Introduction Personal disposable income has a significant impact on the food consumers purchase, where they buy it and where they consume it. With rising income comes a greater desire for more variety, more expensive and higher value foods in the diet (OECD−FAO, 2005). In general, as income increases, there is an increase in the consumption of meat, sugar, vegetable oils and dairy products and a parallel decrease in the consumption of roots and tubers, cereals and coarse grains. These changing consumption patterns tend to accelerate as the population becomes increasingly urbanized.
Rapid urbanization has also contributed to changes in lifestyles and food preferences (OECD−FAO, 2005). As their purchasing power has grown, city dwellers have increased their demand not only for more dietary diversity, but also for more convenient products that require less time to prepare and to consume. Hughes (1999) demonstrates how, since 1934, food preparation time in the home has declined from 2.5 hours to 15 minutes (in 1994), and by 2010, it is expected to decline to eight minutes. This implies substantial growth in the market for prepared and semiprepared food and increasing expenditure on food away from the home. In this respect, convenience is also associated with eating “on the run”; products that do not make a mess; and products that can be eaten in one hand (Martech, 2005). Parallel with the desire for greater convenience is an increase in more trendy sophisticated foods, as well as snacking, cafés and 24-hour food sales.
Food is sold either through retail stores or food service establishments. While over 40 percent of the total value of global food sales is currently made through the food service sector, sales through the food service sector are expected to overtake retail food sales in the immediate future (Gehlhar and Regmi, 2005). Furthermore, at the retail level, food can be broken down into two broad categories: fresh and processed. Packaged food already accounts for more than half of total food expenditure in the industrialized countries, but a third or less in the developing countries.

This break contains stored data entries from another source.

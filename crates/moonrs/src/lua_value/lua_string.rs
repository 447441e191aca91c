// Immutable byte string. Short strings are interned by the pool and carry
// their hash from creation; long strings hash lazily on first use as a
// table key, so identical long strings may keep distinct identities until
// then.

use std::cell::Cell;

pub struct LuaStr {
    bytes: Box<[u8]>,
    hash: Cell<Option<u64>>,
    short: bool,
}

impl LuaStr {
    pub fn new_short(bytes: Box<[u8]>, hash: u64) -> Self {
        LuaStr {
            bytes,
            hash: Cell::new(Some(hash)),
            short: true,
        }
    }

    pub fn new_long(bytes: Box<[u8]>) -> Self {
        LuaStr {
            bytes,
            hash: Cell::new(None),
            short: false,
        }
    }

    #[inline(always)]
    pub fn as_bytes(&self) -> &[u8] {
        &self.bytes
    }

    /// UTF-8 view; Lua strings are byte strings, so this can fail.
    #[inline(always)]
    pub fn as_str(&self) -> Option<&str> {
        std::str::from_utf8(&self.bytes).ok()
    }

    pub fn to_display_string(&self) -> String {
        String::from_utf8_lossy(&self.bytes).into_owned()
    }

    #[inline(always)]
    pub fn len(&self) -> usize {
        self.bytes.len()
    }

    #[inline(always)]
    pub fn is_empty(&self) -> bool {
        self.bytes.is_empty()
    }

    #[inline(always)]
    pub fn is_short(&self) -> bool {
        self.short
    }

    /// Hash, computing and caching it for long strings.
    pub fn hash(&self, seed: &ahash::RandomState) -> u64 {
        match self.hash.get() {
            Some(h) => h,
            None => {
                let h = seed.hash_one(&self.bytes);
                self.hash.set(Some(h));
                h
            }
        }
    }

    /// Hash if it has already been computed.
    #[inline(always)]
    pub fn cached_hash(&self) -> Option<u64> {
        self.hash.get()
    }

    /// Approximate heap footprint for GC accounting.
    #[inline(always)]
    pub fn gc_size(&self) -> usize {
        std::mem::size_of::<LuaStr>() + self.bytes.len()
    }
}

impl std::fmt::Debug for LuaStr {
    fn fmt(&self, f: &mut std::fmt::Formatter<'_>) -> std::fmt::Result {
        write!(f, "{:?}", String::from_utf8_lossy(&self.bytes))
    }
}
use crate::lua_value::Value;
use crate::lua_vm::{LuaVM, VmOptions};
use crate::test::{run_bool, run_int};

#[test]
fn test_collectgarbage_runs() {
    assert_eq!(
        run_int(
            r#"
            for i = 1, 1000 do
                local t = {i, i + 1, tostring(i)}
            end
            collectgarbage()
            return 1
            "#
        ),
        1
    );
}

#[test]
fn test_reachable_objects_survive_full_gc() {
    assert_eq!(
        run_int(
            r#"
            local keep = {}
            for i = 1, 100 do keep[i] = {value = i} end
            collectgarbage()
            collectgarbage()
            local sum = 0
            for i = 1, 100 do sum = sum + keep[i].value end
            return sum
            "#
        ),
        5050
    );
}

#[test]
fn test_weak_values_cleared() {
    assert!(run_bool(
        r#"
        local t = setmetatable({}, { __mode = 'v' })
        t[1] = {}
        collectgarbage()
        return t[1] == nil
        "#
    ));
}

#[test]
fn test_weak_values_keep_reachable_entries() {
    assert!(run_bool(
        r#"
        local strong = {}
        local t = setmetatable({}, { __mode = 'v' })
        t[1] = strong
        t[2] = {}
        collectgarbage()
        return t[1] == strong and t[2] == nil
        "#
    ));
}

#[test]
fn test_weak_keys_cleared() {
    assert!(run_bool(
        r#"
        local t = setmetatable({}, { __mode = 'k' })
        local held = {}
        t[held] = 'kept'
        t[{}] = 'dropped'
        collectgarbage()
        local count = 0
        for _ in pairs(t) do count = count + 1 end
        return count == 1 and t[held] == 'kept'
        "#
    ));
}

#[test]
fn test_weak_tables_never_drop_string_values() {
    assert!(run_bool(
        r#"
        local t = setmetatable({}, { __mode = 'v' })
        t[1] = 'an interned string'
        collectgarbage()
        return t[1] ~= nil
        "#
    ));
}

#[test]
fn test_string_interning_survives_collection() {
    assert!(run_bool(
        r#"
        local a = 'persist'
        collectgarbage()
        local b = 'per' .. 'sist'
        return rawequal(a, b)
        "#
    ));
}

#[test]
fn test_quiescent_full_gc_is_stable() {
    let mut vm = LuaVM::new(VmOptions::default());
    vm.open_libs();
    vm.execute_string("keep = {} for i = 1, 50 do keep[i] = {i} end")
        .unwrap();
    vm.gc_collect().unwrap();
    let a = vm.gc_count_bytes();
    vm.gc_collect().unwrap();
    let b = vm.gc_count_bytes();
    assert_eq!(a, b, "repeated full gc on a quiescent state is stable");
}

#[test]
fn test_gc_stop_restart() {
    let mut vm = LuaVM::new(VmOptions::default());
    vm.open_libs();
    assert!(vm.gc_is_running());
    vm.gc_stop();
    assert!(!vm.gc_is_running());
    vm.gc_restart();
    assert!(vm.gc_is_running());
}

#[test]
fn test_unreachable_coroutine_is_collected() {
    let mut vm = LuaVM::new(VmOptions::default());
    vm.open_libs();
    let before = vm.pool.threads.len();
    vm.execute_string(
        r#"
        local co = coroutine.create(function() coroutine.yield() end)
        coroutine.resume(co)
        "#,
    )
    .unwrap();
    vm.gc_collect().unwrap();
    vm.gc_collect().unwrap();
    assert_eq!(vm.pool.threads.len(), before, "suspended orphan was swept");
}

#[test]
fn test_userdata_finalizer_runs_once() {
    let mut vm = LuaVM::new(VmOptions::default());
    vm.open_libs();
    // Pause collection while the metatable and closure are only
    // reachable from Rust locals.
    vm.gc_stop();
    // __gc sets a global flag when the userdata dies.
    vm.execute_string("finalized = 0").unwrap();
    let mt = vm.new_table(0, 2);
    let gc_fn = vm
        .execute_string("return function() finalized = finalized + 1 end")
        .unwrap()[0];
    let key = vm.consts.tm_name(crate::lua_vm::TagMethod::Gc);
    vm.raw_set(mt, Value::Str(key), gc_fn).unwrap();

    let ud = vm.new_userdata(Box::new(42i32));
    vm.set_metatable(&Value::UserData(ud), Some(mt)).unwrap();
    // Keep the metatable reachable through a global; drop the userdata.
    vm.set_global("the_mt", Value::Table(mt));
    vm.gc_restart();

    vm.gc_collect().unwrap();
    vm.gc_collect().unwrap();
    vm.gc_collect().unwrap();
    let flag = vm.get_global("finalized");
    assert!(
        matches!(flag, Value::Int(1)),
        "finalizer ran exactly once, got {:?}",
        flag
    );
}

#[test]
fn test_incremental_steps_make_progress() {
    let mut vm = LuaVM::new(VmOptions::default());
    vm.open_libs();
    vm.execute_string("for i = 1, 2000 do local _ = {'garbage', i} end")
        .unwrap();
    // Step repeatedly; the cycle must terminate and reclaim the garbage.
    for _ in 0..10_000 {
        vm.gc_step();
    }
    vm.gc_collect().unwrap();
    assert!(vm.pool.tables.len() < 2100, "garbage tables were reclaimed");
}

With increasing income and the desire for greater convenience, a greater quantity of food is purchased from supermarkets. Supermarkets are perceived to be cleaner and more hygienic, and the extended shopping hours provide greater opportunity for timeconstrained consumers to purchase. Research indicates that most consumers visit a supermarket at least twice a week, with most shopping during the weekend (79 percent) (Glover, 1999). For those buying during the week, most shop between 16.00 and 21.30.
Product diversity is also increasing as producers, food manufacturers and retailers strive to meet the demands of increasingly sophisticated consumers (Martech, 2005). Products are being differentiated on the basis of what they contain and or what they do not contain (Centrec, 1999). Some attributes are based on the methods of production, the place of production, the way in which the product has been processed or handled, and the impact that either the production or processing of the product has had on the environment and society. With such an increasing array of products, supermarkets provide an opportunity for consumers to interact with the product with no obligation to buy (Irving, 1999).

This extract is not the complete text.